Line by line, output the material without altering anything.

(Supplied information)

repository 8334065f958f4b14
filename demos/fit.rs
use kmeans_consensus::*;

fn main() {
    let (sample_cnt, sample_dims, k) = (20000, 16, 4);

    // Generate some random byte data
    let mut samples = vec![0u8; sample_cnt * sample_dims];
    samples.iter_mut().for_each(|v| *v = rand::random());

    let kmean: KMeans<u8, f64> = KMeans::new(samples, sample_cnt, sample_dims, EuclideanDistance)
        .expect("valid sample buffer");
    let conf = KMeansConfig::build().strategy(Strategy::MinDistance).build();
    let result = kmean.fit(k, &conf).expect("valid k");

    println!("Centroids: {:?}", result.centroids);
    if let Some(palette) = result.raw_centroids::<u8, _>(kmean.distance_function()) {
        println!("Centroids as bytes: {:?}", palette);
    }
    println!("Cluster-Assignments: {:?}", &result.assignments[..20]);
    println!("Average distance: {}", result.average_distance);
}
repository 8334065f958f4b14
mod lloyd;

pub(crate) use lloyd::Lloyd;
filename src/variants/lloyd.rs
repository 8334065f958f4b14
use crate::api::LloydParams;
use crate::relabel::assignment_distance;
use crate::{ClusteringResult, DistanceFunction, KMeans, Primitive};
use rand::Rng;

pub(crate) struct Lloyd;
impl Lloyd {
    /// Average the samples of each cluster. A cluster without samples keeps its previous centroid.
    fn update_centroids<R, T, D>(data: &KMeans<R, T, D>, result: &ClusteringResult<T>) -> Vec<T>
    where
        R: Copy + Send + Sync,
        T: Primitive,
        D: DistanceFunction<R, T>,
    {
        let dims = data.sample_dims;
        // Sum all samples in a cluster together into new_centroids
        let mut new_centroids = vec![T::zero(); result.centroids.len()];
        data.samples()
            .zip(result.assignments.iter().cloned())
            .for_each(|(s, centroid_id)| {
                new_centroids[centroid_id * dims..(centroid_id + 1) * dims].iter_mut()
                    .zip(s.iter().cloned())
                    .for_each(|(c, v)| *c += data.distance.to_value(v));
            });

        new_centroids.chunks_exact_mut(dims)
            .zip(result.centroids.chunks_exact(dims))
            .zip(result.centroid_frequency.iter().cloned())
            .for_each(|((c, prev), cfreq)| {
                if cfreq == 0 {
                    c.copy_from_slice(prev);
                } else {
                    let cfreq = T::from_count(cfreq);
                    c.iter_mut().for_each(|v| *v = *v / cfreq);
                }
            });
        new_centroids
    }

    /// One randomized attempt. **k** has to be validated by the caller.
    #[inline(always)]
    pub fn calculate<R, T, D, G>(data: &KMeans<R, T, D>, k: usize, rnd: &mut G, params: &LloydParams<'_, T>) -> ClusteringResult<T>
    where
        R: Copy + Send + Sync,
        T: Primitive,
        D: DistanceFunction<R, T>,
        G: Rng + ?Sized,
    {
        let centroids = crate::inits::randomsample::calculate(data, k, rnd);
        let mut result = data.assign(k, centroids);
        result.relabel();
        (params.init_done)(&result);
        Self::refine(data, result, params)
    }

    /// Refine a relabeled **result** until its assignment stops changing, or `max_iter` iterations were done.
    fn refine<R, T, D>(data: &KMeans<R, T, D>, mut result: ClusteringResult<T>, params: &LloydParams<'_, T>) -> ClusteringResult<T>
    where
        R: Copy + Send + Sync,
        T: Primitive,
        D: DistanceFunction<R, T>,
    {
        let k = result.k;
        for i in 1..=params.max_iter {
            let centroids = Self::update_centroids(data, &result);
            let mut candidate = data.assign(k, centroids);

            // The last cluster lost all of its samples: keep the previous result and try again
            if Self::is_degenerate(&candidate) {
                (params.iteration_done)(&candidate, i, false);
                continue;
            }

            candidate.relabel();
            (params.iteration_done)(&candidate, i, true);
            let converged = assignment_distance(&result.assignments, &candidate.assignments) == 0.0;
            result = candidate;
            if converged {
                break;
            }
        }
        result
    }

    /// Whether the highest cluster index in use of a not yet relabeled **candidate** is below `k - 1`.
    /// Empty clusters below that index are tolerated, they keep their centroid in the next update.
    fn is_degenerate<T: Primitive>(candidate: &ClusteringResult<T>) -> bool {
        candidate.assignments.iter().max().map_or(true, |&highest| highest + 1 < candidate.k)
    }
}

(End Supplied information)

**Exercise answer**.
repository 8334065f958f4b14
filename demos/fit.rs
use kmeans_consensus::*;

fn main() {
    let (sample_cnt, sample_dims, k) = (20000, 16, 4);

    // Generate some random byte data
    let mut samples = vec![0u8; sample_cnt * sample_dims];
    samples.iter_mut().for_each(|v| *v = rand::random());

    let kmean: KMeans<u8, f64> = KMeans::new(samples, sample_cnt, sample_dims, EuclideanDistance)
        .expect("valid sample buffer");
    let conf = KMeansConfig::build().strategy(Strategy::MinDistance).build();
    let result = kmean.fit(k, &conf).expect("valid k");

    println!("Centroids: {:?}", result.centroids);
    if let Some(palette) = result.raw_centroids::<u8, _>(kmean.distance_function()) {
        println!("Centroids as bytes: {:?}", palette);
    }
    println!("Cluster-Assignments: {:?}", &result.assignments[..20]);
    println!("Average distance: {}", result.average_distance);
}
repository 8334065f958f4b14
mod lloyd;

pub(crate) use lloyd::Lloyd;
filename src/variants/lloyd.rs
repository 8334065f958f4b14
use crate::api::LloydParams;
use crate::relabel::assignment_distance;
use crate::{ClusteringResult, DistanceFunction, KMeans, Primitive};
use rand::Rng;

pub(crate) struct Lloyd;
impl Lloyd {
    /// Average the samples of each cluster. A cluster without samples keeps its previous centroid.
    fn update_centroids<R, T, D>(data: &KMeans<R, T, D>, result: &ClusteringResult<T>) -> Vec<T>
    where
        R: Copy + Send + Sync,
        T: Primitive,
        D: DistanceFunction<R, T>,
    {
        let dims = data.sample_dims;
        // Sum all samples in a cluster together into new_centroids
        let mut new_centroids = vec![T::zero(); result.centroids.len()];
        data.samples()
            .zip(result.assignments.iter().cloned())
            .for_each(|(s, centroid_id)| {
                new_centroids[centroid_id * dims..(centroid_id + 1) * dims].iter_mut()
                    .zip(s.iter().cloned())
                    .for_each(|(c, v)| *c += data.distance.to_value(v));
            });

        new_centroids.chunks_exact_mut(dims)
            .zip(result.centroids.chunks_exact(dims))
            .zip(result.centroid_frequency.iter().cloned())
            .for_each(|((c, prev), cfreq)| {
                if cfreq == 0 {
                    c.copy_from_slice(prev);
                } else {
                    let cfreq = T::from_count(cfreq);
                    c.iter_mut().for_each(|v| *v = *v / cfreq);
                }
            });
        new_centroids
    }

    /// One randomized attempt. **k** has to be validated by the caller.
    #[inline(always)]
    pub fn calculate<R, T, D, G>(data: &KMeans<R, T, D>, k: usize, rnd: &mut G, params: &LloydParams<'_, T>) -> ClusteringResult<T>
    where
        R: Copy + Send + Sync,
        T: Primitive,
        D: DistanceFunction<R, T>,
        G: Rng + ?Sized,
    {
        let centroids = crate::inits::randomsample::calculate(data, k, rnd);
        let mut result = data.assign(k, centroids);
        result.relabel();
        (params.init_done)(&result);
        Self::refine(data, result, params)
    }

    /// Refine a relabeled **result** until its assignment stops changing, or `max_iter` iterations were done.
    fn refine<R, T, D>(data: &KMeans<R, T, D>, mut result: ClusteringResult<T>, params: &LloydParams<'_, T>) -> ClusteringResult<T>
    where
        R: Copy + Send + Sync,
        T: Primitive,
        D: DistanceFunction<R, T>,
    {
        let k = result.k;
        for i in 1..=params.max_iter {
            let centroids = Self::update_centroids(data, &result);
            let mut candidate = data.assign(k, centroids);

            // The last cluster lost all of its samples: keep the previous result and try again
            if Self::is_degenerate(&candidate) {
                (params.iteration_done)(&candidate, i, false);
                continue;
            }

            candidate.relabel();
            (params.iteration_done)(&candidate, i, true);
            let converged = assignment_distance(&result.assignments, &candidate.assignments) == 0.0;
            result = candidate;
            if converged {
                break;
            }
        }
        result
    }

    /// Whether the highest cluster index in use of a not yet relabeled **candidate** is below `k - 1`.
    /// Empty clusters below that index are tolerated, they keep their centroid in the next update.
    fn is_degenerate<T: Primitive>(candidate: &ClusteringResult<T>) -> bool {
        candidate.assignments.iter().max().map_or(true, |&highest| highest + 1 < candidate.k)
    }
}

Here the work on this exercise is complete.